Posted on Mon, Jan 18, 2010
 

With a new year comes the annual list of "trends to watch". When reading a recentLisa Ford list researched by JWT Intelligence http://lisaford.blogspot.com/2010/01/www.jwtintelligence.com, I started to think how these trends relate to your customer's loyalty. To gain your customer's trust and repeat business, here are a few trends to take to heart -

1. Customers are "searching for stability". They are still showing restraint with their spending, so this means you better provide an experience that is compelling and memorable so they will return.

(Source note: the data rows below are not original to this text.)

//! The encryption envelope shared by msg, v4 pubkey and broadcast
//! payloads.
//!
//! Wire layout: `IV(16) || curveType(u16, 0x02CA) || xLen(u16) || x ||
//! yLen(u16) || y || ciphertext || mac(32)`. The x/y pair is the
//! ephemeral public point; key material is `sha512(X)` of the ECDH
//! shared point, split into an AES-256-CBC key (first half) and an
//! HMAC-SHA-256 key (second half). The MAC covers everything before it.

use crate::codec::{put_u16, Decoder};
use crate::crypto::Cryptography;
use crate::error::{CoreError, CoreResult};

const CURVE_SECP256K1: u16 = 0x02CA;
const MAC_LENGTH: usize = 32;
const COORD_LENGTH: usize = 32;

/// An encrypted payload together with the ephemeral key that unlocks it.
#[derive(Debug, Clone, PartialEq, Eq)]
pub struct CryptoBox {
    pub iv: [u8; 16],
    pub curve_type: u16,
    /// Ephemeral x/y coordinates exactly as transmitted; decoding keeps
    /// the original byte strings so re-encoding is bit-identical.
    pub x: Vec<u8>,
    pub y: Vec<u8>,
    pub ciphertext: Vec<u8>,
    pub mac: [u8; 32],
}

impl CryptoBox {
    /// Encrypts `plaintext` to the holder of `recipient_public_key`
    /// (64- or 65-byte encryption key) under a fresh ephemeral key.
    pub fn encrypt(
        crypto: &dyn Cryptography,
        recipient_public_key: &[u8],
        plaintext: &[u8],
    ) -> CoreResult<Self> {
        let mut ephemeral_private = [0u8; 32];
        ephemeral_private.copy_from_slice(&crypto.random_bytes(32));
        let ephemeral_public = crypto.create_public_key(&ephemeral_private)?;

        let shared = crypto.multiply(recipient_public_key, &ephemeral_private)?;
        let (key_e, key_m) = derive_keys(crypto, &shared);

        let mut iv = [0u8; 16];
        iv.copy_from_slice(&crypto.random_bytes(16));
        let ciphertext = crypto.aes256_cbc_encrypt(&key_e, &iv, plaintext);

        let x = ephemeral_public[1..1 + COORD_LENGTH].to_vec();
        let y = ephemeral_public[1 + COORD_LENGTH..].to_vec();
        let mut boxed = CryptoBox {
            iv,
            curve_type: CURVE_SECP256K1,
            x,
            y,
            ciphertext,
            mac: [0u8; 32],
        };
        boxed.mac = crypto.hmac_sha256(&key_m, &boxed.mac_input());
        Ok(boxed)
    }

    /// Attempts decryption with `private_key`. A MAC mismatch means the
    /// payload is not addressed to this key, which is the normal case
    /// during trial decryption and reported as `DecryptionFailed`.
    pub fn decrypt(&self, crypto: &dyn Cryptography, private_key: &[u8; 32]) -> CoreResult<Vec<u8>> {
        if self.curve_type != CURVE_SECP256K1 {
            return Err(CoreError::parse(format!(
                "unsupported curve type 0x{:04X}",
                self.curve_type
            )));
        }
        let ephemeral = self.ephemeral_public_key()?;
        let shared = crypto
            .multiply(&ephemeral, private_key)
            .map_err(|_| CoreError::DecryptionFailed)?;
        let (key_e, key_m) = derive_keys(crypto, &shared);

        let expected = crypto.hmac_sha256(&key_m, &self.mac_input());
        if expected != self.mac {
            return Err(CoreError::DecryptionFailed);
        }
        crypto.aes256_cbc_decrypt(&key_e, &self.iv, &self.ciphertext)
    }

    /// Reassembles the 65-byte ephemeral key, left-padding short
    /// coordinates back to 32 bytes.
    fn ephemeral_public_key(&self) -> CoreResult<[u8; 65]> {
        let mut out = [0u8; 65];
        out[0] = 0x04;
        pad_coordinate(&self.x, &mut out[1..33])?;
        pad_coordinate(&self.y, &mut out[33..65])?;
        Ok(out)
    }

    fn mac_input(&self) -> Vec<u8> {
        let mut buf = Vec::with_capacity(16 + 6 + self.x.len() + self.y.len() + self.ciphertext.len());
        buf.extend_from_slice(&self.iv);
        put_u16(&mut buf, self.curve_type);
        put_u16(&mut buf, self.x.len() as u16);
        buf.extend_from_slice(&self.x);
        put_u16(&mut buf, self.y.len() as u16);
        buf.extend_from_slice(&self.y);
        buf.extend_from_slice(&self.ciphertext);
        buf
    }

    pub fn encode(&self, buf: &mut Vec<u8>) {
        buf.extend_from_slice(&self.mac_input());
        buf.extend_from_slice(&self.mac);
    }

    pub fn to_bytes(&self) -> Vec<u8> {
        let mut buf = Vec::new();
        self.encode(&mut buf);
        buf
    }

    /// Parses an envelope from `bytes`; the ciphertext is everything
    /// between the ephemeral key and the trailing MAC.
    pub fn decode(bytes: &[u8]) -> CoreResult<Self> {
        let mut dec = Decoder::new(bytes);
        let iv = dec.array::<16>()?;
        let curve_type = dec.u16()?;
        let x_len = dec.u16()? as usize;
        if x_len > COORD_LENGTH {
            return Err(CoreError::parse(format!("x coordinate of {} bytes", x_len)));
        }
        let x = dec.bytes(x_len)?.to_vec();
        let y_len = dec.u16()? as usize;
        if y_len > COORD_LENGTH {
            return Err(CoreError::parse(format!("y coordinate of {} bytes", y_len)));
        }
        let y = dec.bytes(y_len)?.to_vec();
        if dec.remaining() < MAC_LENGTH {
            return Err(CoreError::parse("encrypted payload too short for MAC"));
        }
        let ciphertext = dec.bytes(dec.remaining() - MAC_LENGTH)?.to_vec();
        let mac = dec.array::<32>()?;
        dec.finish()?;
        Ok(CryptoBox {
            iv,
            curve_type,
            x,
            y,
            ciphertext,
            mac,
        })
    }
}

/// `sha512(X)` of the shared point: AES key first, MAC key second.
fn derive_keys(crypto: &dyn Cryptography, shared_point: &[u8; 65]) -> ([u8; 32], [u8; 32]) {
    let digest = crypto.sha512(&[&shared_point[1..33]]);
    let mut key_e = [0u8; 32];
    let mut key_m = [0u8; 32];
    key_e.copy_from_slice(&digest[..32]);
    key_m.copy_from_slice(&digest[32..]);
    (key_e, key_m)
}

fn pad_coordinate(coord: &[u8], out: &mut [u8]) -> CoreResult<()> {
    if coord.len() > out.len() {
        return Err(CoreError::parse("coordinate longer than 32 bytes"));
    }
    let offset = out.len() - coord.len();
    out[offset..].copy_from_slice(coord);
    Ok(())
}

#[cfg(test)]
mod tests {
    use super::*;
    use crate::crypto::DefaultCryptography;

    #[test]
    fn encrypt_decrypt_round_trip() {
        let crypto = DefaultCryptography::new();
        let private = [11u8; 32];
        let public = crypto.create_public_key(&private).unwrap();

        let boxed = CryptoBox::encrypt(&crypto, &public, b"the quick brown fox").unwrap();
        let plain = boxed.decrypt(&crypto, &private).unwrap();
        assert_eq!(plain, b"the quick brown fox");
    }

    #[test]
    fn wrong_key_is_decryption_failed() {
        let crypto = DefaultCryptography::new();
        let private = [11u8; 32];
        let public = crypto.create_public_key(&private).unwrap();

        let boxed = CryptoBox::encrypt(&crypto, &public, b"addressed elsewhere").unwrap();
        let other = [12u8; 32];
        assert!(matches!(
            boxed.decrypt(&crypto, &other),
            Err(CoreError::DecryptionFailed)
        ));
    }

    #[test]
    fn tampered_ciphertext_fails_the_mac() {
        let crypto = DefaultCryptography::new();
        let private = [11u8; 32];
        let public = crypto.create_public_key(&private).unwrap();

        let mut boxed = CryptoBox::encrypt(&crypto, &public, b"payload").unwrap();
        boxed.ciphertext[0] ^= 0xFF;
        assert!(matches!(
            boxed.decrypt(&crypto, &private),
            Err(CoreError::DecryptionFailed)
        ));
    }

    #[test]
    fn wire_round_trip_is_bit_exact() {
        let crypto = DefaultCryptography::new();
        let private = [11u8; 32];
        let public = crypto.create_public_key(&private).unwrap();

        let boxed = CryptoBox::encrypt(&crypto, &public, b"roundtrip").unwrap();
        let bytes = boxed.to_bytes();
        let parsed = CryptoBox::decode(&bytes).unwrap();
        assert_eq!(parsed, boxed);
        assert_eq!(parsed.to_bytes(), bytes);
        assert_eq!(parsed.decrypt(&crypto, &private).unwrap(), b"roundtrip");
    }

    #[test]
    fn short_coordinates_are_left_padded() {
        let crypto = DefaultCryptography::new();
        let private = [11u8; 32];
        let public = crypto.create_public_key(&private).unwrap();

        // Some senders strip leading zero bytes from the ephemeral
        // coordinates; keep encrypting until we hold such a key, then
        // re-author the envelope the way that sender would.
        let mut boxed = loop {
            let candidate = CryptoBox::encrypt(&crypto, &public, b"pad me").unwrap();
            if candidate.x[0] == 0 {
                break candidate;
            }
        };
        let shared = crypto
            .multiply(&boxed.ephemeral_public_key().unwrap(), &private)
            .unwrap();
        let (_, key_m) = derive_keys(&crypto, &shared);
        boxed.x.remove(0);
        boxed.mac = crypto.hmac_sha256(&key_m, &boxed.mac_input());

        let plain = boxed.decrypt(&crypto, &private).unwrap();
        assert_eq!(plain, b"pad me");
    }

    #[test]
    fn truncated_envelope_is_parse_error() {
        assert!(CryptoBox::decode(&[0u8; 20]).is_err());
    }
}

2. Customers want "transparency". This means tell it like it is, show them the details. Make it easy to understand - your policies, product information, rates, how to contact you, your green policy, whatever they need to know - give it to them upfront. Customers are reading the fine print. If the customer has to call you back, do live chat for clarification or stop by your business, then it costs you more. One client estimates reducing call in rate by one point produces a savings of $18 million. That is a huge chunk of money to reinvest elsewhere. Bottom line is customers want complete and correct information the first time.

3. Customers want information that is "now". Be connected. That means go beyond current. We are living life in real time. Social media and apps are making that possible. Make a team responsible for communication in real time. Keep the customer loyal by providing "now" information.

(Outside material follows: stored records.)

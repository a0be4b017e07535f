//! Framed wire messages of protocol version 3.
//!
//! Every frame is `magic || command(12, NUL-padded ASCII) ||
//! length(u32) || checksum(first 4 of sha512(payload)) || payload`.

use std::net::{IpAddr, Ipv6Addr, SocketAddr};

use bitmessage_core::codec::{
    put_u16, put_u32, put_u64, put_var_int, put_var_int_list, put_var_str, Decoder,
    MAX_PAYLOAD_SIZE,
};
use bitmessage_core::{CoreError, CoreResult, Cryptography, InventoryVector};

pub const MAGIC: u32 = 0xE9BE_B4D9;
pub const HEADER_LENGTH: usize = 24;

/// Wire protocol version we speak and the floor we accept.
pub const PROTOCOL_VERSION: u32 = 3;
pub const MIN_PROTOCOL_VERSION: u32 = 3;

/// Services bitfield: a full node relaying objects.
pub const NODE_NETWORK: u64 = 1;

/// Hard per-message entry limits.
pub const MAX_INV_ENTRIES: usize = 50_000;
pub const MAX_ADDR_ENTRIES: usize = 1000;
pub const MAX_STREAMS: usize = 160_000;

const COMMAND_LENGTH: usize = 12;
const MAX_USER_AGENT: usize = 5000;

/// A peer endpoint as carried in `addr` messages.
#[derive(Debug, Clone, PartialEq, Eq)]
pub struct NetworkAddress {
    pub time: u64,
    pub stream: u64,
    pub services: u64,
    pub addr: SocketAddr,
}

impl NetworkAddress {
    fn encode(&self, buf: &mut Vec<u8>) {
        put_u64(buf, self.time);
        put_u32(buf, self.stream as u32);
        encode_endpoint(buf, self.services, &self.addr);
    }

    fn decode(dec: &mut Decoder<'_>) -> CoreResult<Self> {
        let time = dec.u64()?;
        let stream = dec.u32()? as u64;
        let (services, addr) = decode_endpoint(dec)?;
        Ok(NetworkAddress {
            time,
            stream,
            services,
            addr,
        })
    }
}

/// The short endpoint form inside version messages: no time, no stream.
fn encode_endpoint(buf: &mut Vec<u8>, services: u64, addr: &SocketAddr) {
    put_u64(buf, services);
    let ip = match addr.ip() {
        IpAddr::V4(v4) => v4.to_ipv6_mapped(),
        IpAddr::V6(v6) => v6,
    };
    buf.extend_from_slice(&ip.octets());
    put_u16(buf, addr.port());
}

fn decode_endpoint(dec: &mut Decoder<'_>) -> CoreResult<(u64, SocketAddr)> {
    let services = dec.u64()?;
    let octets = dec.array::<16>()?;
    let v6 = Ipv6Addr::from(octets);
    let ip = match v6.to_ipv4_mapped() {
        Some(v4) => IpAddr::V4(v4),
        None => IpAddr::V6(v6),
    };
    let port = dec.u16()?;
    Ok((services, SocketAddr::new(ip, port)))
}

/// The handshake announcement.
#[derive(Debug, Clone, PartialEq, Eq)]
pub struct VersionPayload {
    pub version: u32,
    pub services: u64,
    pub timestamp: i64,
    pub receiver_services: u64,
    pub receiver: SocketAddr,
    pub sender_services: u64,
    pub sender: SocketAddr,
    /// Random per-node value used to detect connections to ourselves.
    pub nonce: u64,
    pub user_agent: String,
    pub streams: Vec<u64>,
}

impl VersionPayload {
    pub fn new(
        receiver: SocketAddr,
        sender: SocketAddr,
        nonce: u64,
        timestamp: i64,
        user_agent: &str,
        streams: &[u64],
    ) -> Self {
        VersionPayload {
            version: PROTOCOL_VERSION,
            services: NODE_NETWORK,
            timestamp,
            receiver_services: NODE_NETWORK,
            receiver,
            sender_services: NODE_NETWORK,
            sender,
            nonce,
            user_agent: user_agent.to_owned(),
            streams: streams.to_vec(),
        }
    }

    fn encode(&self, buf: &mut Vec<u8>) {
        put_u32(buf, self.version);
        put_u64(buf, self.services);
        buf.extend_from_slice(&self.timestamp.to_be_bytes());
        encode_endpoint(buf, self.receiver_services, &self.receiver);
        encode_endpoint(buf, self.sender_services, &self.sender);
        put_u64(buf, self.nonce);
        put_var_str(buf, &self.user_agent);
        put_var_int_list(buf, &self.streams);
    }

    fn decode(dec: &mut Decoder<'_>) -> CoreResult<Self> {
        let version = dec.u32()?;
        let services = dec.u64()?;
        let timestamp = dec.i64()?;
        let (receiver_services, receiver) = decode_endpoint(dec)?;
        let (sender_services, sender) = decode_endpoint(dec)?;
        let nonce = dec.u64()?;
        let user_agent = dec.var_str(MAX_USER_AGENT)?;
        let streams = dec.var_int_list(MAX_STREAMS)?;
        Ok(VersionPayload {
            version,
            services,
            timestamp,
            receiver_services,
            receiver,
            sender_services,
            sender,
            nonce,
            user_agent,
            streams,
        })
    }
}

/// The six commands a session exchanges once connected.
#[derive(Debug, Clone, PartialEq, Eq)]
pub enum NetworkMessage {
    Version(VersionPayload),
    Verack,
    Addr(Vec<NetworkAddress>),
    Inv(Vec<InventoryVector>),
    GetData(Vec<InventoryVector>),
    /// A raw object; validation happens in the inventory, not here.
    Object(Vec<u8>),
}

impl NetworkMessage {
    pub fn command(&self) -> &'static str {
        match self {
            NetworkMessage::Version(_) => "version",
            NetworkMessage::Verack => "verack",
            NetworkMessage::Addr(_) => "addr",
            NetworkMessage::Inv(_) => "inv",
            NetworkMessage::GetData(_) => "getdata",
            NetworkMessage::Object(_) => "object",
        }
    }

    pub fn encode_payload(&self) -> Vec<u8> {
        let mut buf = Vec::new();
        match self {
            NetworkMessage::Version(version) => version.encode(&mut buf),
            NetworkMessage::Verack => {}
            NetworkMessage::Addr(addresses) => {
                put_var_int(&mut buf, addresses.len() as u64);
                for address in addresses {
                    address.encode(&mut buf);
                }
            }
            NetworkMessage::Inv(vectors) | NetworkMessage::GetData(vectors) => {
                put_var_int(&mut buf, vectors.len() as u64);
                for iv in vectors {
                    buf.extend_from_slice(iv.as_bytes());
                }
            }
            NetworkMessage::Object(bytes) => buf.extend_from_slice(bytes),
        }
        buf
    }

    pub fn decode_payload(command: &str, payload: &[u8]) -> CoreResult<Self> {
        let mut dec = Decoder::new(payload);
        let message = match command {
            "version" => NetworkMessage::Version(VersionPayload::decode(&mut dec)?),
            "verack" => NetworkMessage::Verack,
            "addr" => {
                let count = dec.var_int()?;
                if count > MAX_ADDR_ENTRIES as u64 {
                    return Err(CoreError::ProtocolViolation(format!(
                        "addr with {} entries",
                        count
                    )));
                }
                let mut addresses = Vec::with_capacity(count as usize);
                for _ in 0..count {
                    addresses.push(NetworkAddress::decode(&mut dec)?);
                }
                NetworkMessage::Addr(addresses)
            }
            "inv" | "getdata" => {
                let count = dec.var_int()?;
                if count > MAX_INV_ENTRIES as u64 {
                    return Err(CoreError::ProtocolViolation(format!(
                        "{} with {} entries",
                        command, count
                    )));
                }
                let mut vectors = Vec::with_capacity(count as usize);
                for _ in 0..count {
                    vectors.push(InventoryVector(dec.array()?));
                }
                if command == "inv" {
                    NetworkMessage::Inv(vectors)
                } else {
                    NetworkMessage::GetData(vectors)
                }
            }
            "object" => return Ok(NetworkMessage::Object(payload.to_vec())),
            other => {
                return Err(CoreError::parse(format!("unknown command {:?}", other)));
            }
        };
        dec.finish()?;
        Ok(message)
    }

    /// Serializes the full frame, header included.
    pub fn encode_frame(&self, crypto: &dyn Cryptography) -> Vec<u8> {
        let payload = self.encode_payload();
        let checksum = crypto.sha512(&[&payload]);

        let mut frame = Vec::with_capacity(HEADER_LENGTH + payload.len());
        put_u32(&mut frame, MAGIC);
        let mut command = [0u8; COMMAND_LENGTH];
        command[..self.command().len()].copy_from_slice(self.command().as_bytes());
        frame.extend_from_slice(&command);
        put_u32(&mut frame, payload.len() as u32);
        frame.extend_from_slice(&checksum[..4]);
        frame.extend_from_slice(&payload);
        frame
    }
}

/// Parsed frame header; the payload follows on the wire.
#[derive(Debug, Clone)]
pub struct FrameHeader {
    pub command: String,
    pub length: usize,
    pub checksum: [u8; 4],
}

impl FrameHeader {
    pub fn decode(bytes: &[u8; HEADER_LENGTH]) -> CoreResult<Self> {
        let mut dec = Decoder::new(bytes);
        let magic = dec.u32()?;
        if magic != MAGIC {
            return Err(CoreError::ProtocolViolation(format!(
                "bad magic 0x{:08X}",
                magic
            )));
        }
        let raw_command = dec.bytes(COMMAND_LENGTH)?;
        let trimmed: Vec<u8> = raw_command.iter().copied().take_while(|b| *b != 0).collect();
        let command = String::from_utf8(trimmed)
            .map_err(|_| CoreError::parse("command is not ASCII"))?;
        let length = dec.u32()? as usize;
        if length > MAX_PAYLOAD_SIZE {
            return Err(CoreError::Oversize(length));
        }
        let checksum = dec.array::<4>()?;
        Ok(FrameHeader {
            command,
            length,
            checksum,
        })
    }

    pub fn verify_checksum(&self, crypto: &dyn Cryptography, payload: &[u8]) -> CoreResult<()> {
        let digest = crypto.sha512(&[payload]);
        if digest[..4] == self.checksum {
            Ok(())
        } else {
            Err(CoreError::ChecksumMismatch)
        }
    }
}

#[cfg(test)]
mod tests {
    use super::*;
    use bitmessage_core::DefaultCryptography;

    fn sample_version() -> VersionPayload {
        VersionPayload::new(
            "203.0.113.5:8444".parse().unwrap(),
            "198.51.100.7:8444".parse().unwrap(),
            0xDEAD_BEEF_CAFE_F00D,
            1_700_000_000,
            "/bitmessage-rust:0.1.0/",
            &[1],
        )
    }

    fn round_trip(message: NetworkMessage) -> NetworkMessage {
        let crypto = DefaultCryptography::new();
        let frame = message.encode_frame(&crypto);

        let header =
            FrameHeader::decode(&frame[..HEADER_LENGTH].try_into().unwrap()).unwrap();
        assert_eq!(header.command, message.command());
        let payload = &frame[HEADER_LENGTH..];
        assert_eq!(payload.len(), header.length);
        header.verify_checksum(&crypto, payload).unwrap();
        NetworkMessage::decode_payload(&header.command, payload).unwrap()
    }

    #[test]
    fn version_frame_round_trip_is_bit_identical() {
        let crypto = DefaultCryptography::new();
        let message = NetworkMessage::Version(sample_version());
        let frame = message.encode_frame(&crypto);
        let decoded = round_trip(message.clone());
        assert_eq!(decoded, message);
        assert_eq!(decoded.encode_frame(&crypto), frame);
    }

    #[test]
    fn verack_is_empty() {
        let decoded = round_trip(NetworkMessage::Verack);
        assert_eq!(decoded, NetworkMessage::Verack);
        assert!(NetworkMessage::Verack.encode_payload().is_empty());
    }

    #[test]
    fn inv_and_getdata_round_trip() {
        let vectors = vec![InventoryVector([1; 32]), InventoryVector([2; 32])];
        assert_eq!(
            round_trip(NetworkMessage::Inv(vectors.clone())),
            NetworkMessage::Inv(vectors.clone())
        );
        assert_eq!(
            round_trip(NetworkMessage::GetData(vectors.clone())),
            NetworkMessage::GetData(vectors)
        );
    }

    #[test]
    fn addr_round_trip_keeps_ipv4_and_ipv6() {
        let addresses = vec![
            NetworkAddress {
                time: 1_700_000_000,
                stream: 1,
                services: NODE_NETWORK,
                addr: "192.0.2.33:8444".parse().unwrap(),
            },
            NetworkAddress {
                time: 1_700_000_100,
                stream: 2,
                services: NODE_NETWORK,
                addr: "[2001:db8::1]:8445".parse().unwrap(),
            },
        ];
        assert_eq!(
            round_trip(NetworkMessage::Addr(addresses.clone())),
            NetworkMessage::Addr(addresses)
        );
    }

    #[test]
    fn corrupted_checksum_is_detected() {
        let crypto = DefaultCryptography::new();
        let mut frame = NetworkMessage::Verack.encode_frame(&crypto);
        frame[20] ^= 0xFF; // inside the checksum field
        let header =
            FrameHeader::decode(&frame[..HEADER_LENGTH].try_into().unwrap()).unwrap();
        assert!(matches!(
            header.verify_checksum(&crypto, &frame[HEADER_LENGTH..]),
            Err(CoreError::ChecksumMismatch)
        ));
    }

    #[test]
    fn bad_magic_is_a_protocol_violation() {
        let crypto = DefaultCryptography::new();
        let mut frame = NetworkMessage::Verack.encode_frame(&crypto);
        frame[0] = 0;
        let result = FrameHeader::decode(&frame[..HEADER_LENGTH].try_into().unwrap());
        assert!(matches!(result, Err(CoreError::ProtocolViolation(_))));
    }

    #[test]
    fn oversize_length_is_rejected_at_the_header() {
        let crypto = DefaultCryptography::new();
        let mut frame = NetworkMessage::Verack.encode_frame(&crypto);
        frame[16..20].copy_from_slice(&(MAX_PAYLOAD_SIZE as u32 + 1).to_be_bytes());
        let result = FrameHeader::decode(&frame[..HEADER_LENGTH].try_into().unwrap());
        assert!(matches!(result, Err(CoreError::Oversize(_))));
    }

    #[test]
    fn oversized_inv_is_a_protocol_violation() {
        let mut payload = Vec::new();
        put_var_int(&mut payload, MAX_INV_ENTRIES as u64 + 1);
        assert!(matches!(
            NetworkMessage::decode_payload("inv", &payload),
            Err(CoreError::ProtocolViolation(_))
        ));
    }

    #[test]
    fn unknown_command_is_a_parse_error() {
        assert!(matches!(
            NetworkMessage::decode_payload("bogus", &[]),
            Err(CoreError::Parse(_))
        ));
    }
}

4. Customers value the "small movement". For smaller local based and web businesses, this is good news. Relationships count. For larger organizations, act small. Communicate personally, directly and quickly. Customize your offerings. Customers think they are special and unique - figure out how to treat them that way.

Don't bother with a resolution. Just get started by looking at your processes, ownership issues, people and customer relationship data systems. Customers want to be loyal - it's a lot less hassle. Your job is to give the customer a reason to be loyal. No excuses.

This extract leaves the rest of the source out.